Tiessen was taking part in the opening panel discussion of this weekend’s Good Jobs Summit, which brought together some of Canada’s top economic thinkers to debate what is needed to create good jobs, especially for young people.

“The deck really is stacked against young Canadians,” said panellist Preet Banerjee, Personal Finance Columnist at the Globe and Mail, citing high debt levels for schooling, high housing costs and a tough job market.

Banerjee said the days of working for one company for an entire career, with a gold watch at the end, are over. Workers today, he said, are not interested in just one job for their entire life.

Tiessen said, however, that businesses have stopped training young workers, forcing young people to move from job to job before they can find anything stable.

Unifor Economist Jim Stanford said that perhaps business should be compelled to offer more training.
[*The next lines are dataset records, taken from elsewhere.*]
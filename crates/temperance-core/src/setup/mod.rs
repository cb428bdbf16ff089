//! World Setup
//!
//! Initial placement of agents and food.

pub mod placement;

pub use placement::*;
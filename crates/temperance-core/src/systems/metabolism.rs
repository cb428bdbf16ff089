//! Metabolism System
//!
//! Health drains every tick; agents that run out are removed once the
//! whole agent pass is over.

use bevy_ecs::prelude::*;

use crate::components::{Agent, AgentId, AgentRegistry};

use super::round_tenth;

/// Burn one tick of health. Returns false when the agent starved.
pub fn metabolize(agent: &mut Agent, rate: f64) -> bool {
    agent.health = round_tenth(agent.health - rate);
    agent.is_alive()
}

/// Remove every agent whose health is at or below zero.
pub fn reap_dead(agents: &mut AgentRegistry) -> Vec<AgentId> {
    let dead: Vec<AgentId> = agents
        .iter()
        .filter(|a| !a.is_alive())
        .map(|a| a.id)
        .collect();
    for id in &dead {
        agents.remove(*id);
    }
    dead
}

/// System: drop the agents that died during this tick's pass
pub fn reap_dead_agents(mut agents: ResMut<AgentRegistry>) {
    let dead = reap_dead(&mut agents);
    if !dead.is_empty() {
        tracing::debug!(count = dead.len(), remaining = agents.len(), "removed dead agents");
    }
}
“We can’t let companies take the cheap way out of not training new workers, and then complain about the lack of skilled workers,” Stanford said.

The panellists agreed that there were ways governments could improve the job situation, but had different ideas of what would be best, with Tiessen and Stanford suggested one way for governments to help would be to boost the minimum wage.

“We need to make sure that the people who do have jobs are making enough money to get by, and can put that money back into the economy,” said Tiessen, adding higher wages help fuel the economy by boosting purchasing power. “We need to start talking about that side of the equation, too.”

ATB Financial Chief Economist Todd Hirsch said the government’s best move would to improve schooling in Canada, from kindergarten through to post-secondary education.

“If you’re going to invest in anything, invest in education,” he said.

Hirsch said investments in infrastructure would also not only create jobs now, but would set the stage for businesses to do well and create jobs over the long term.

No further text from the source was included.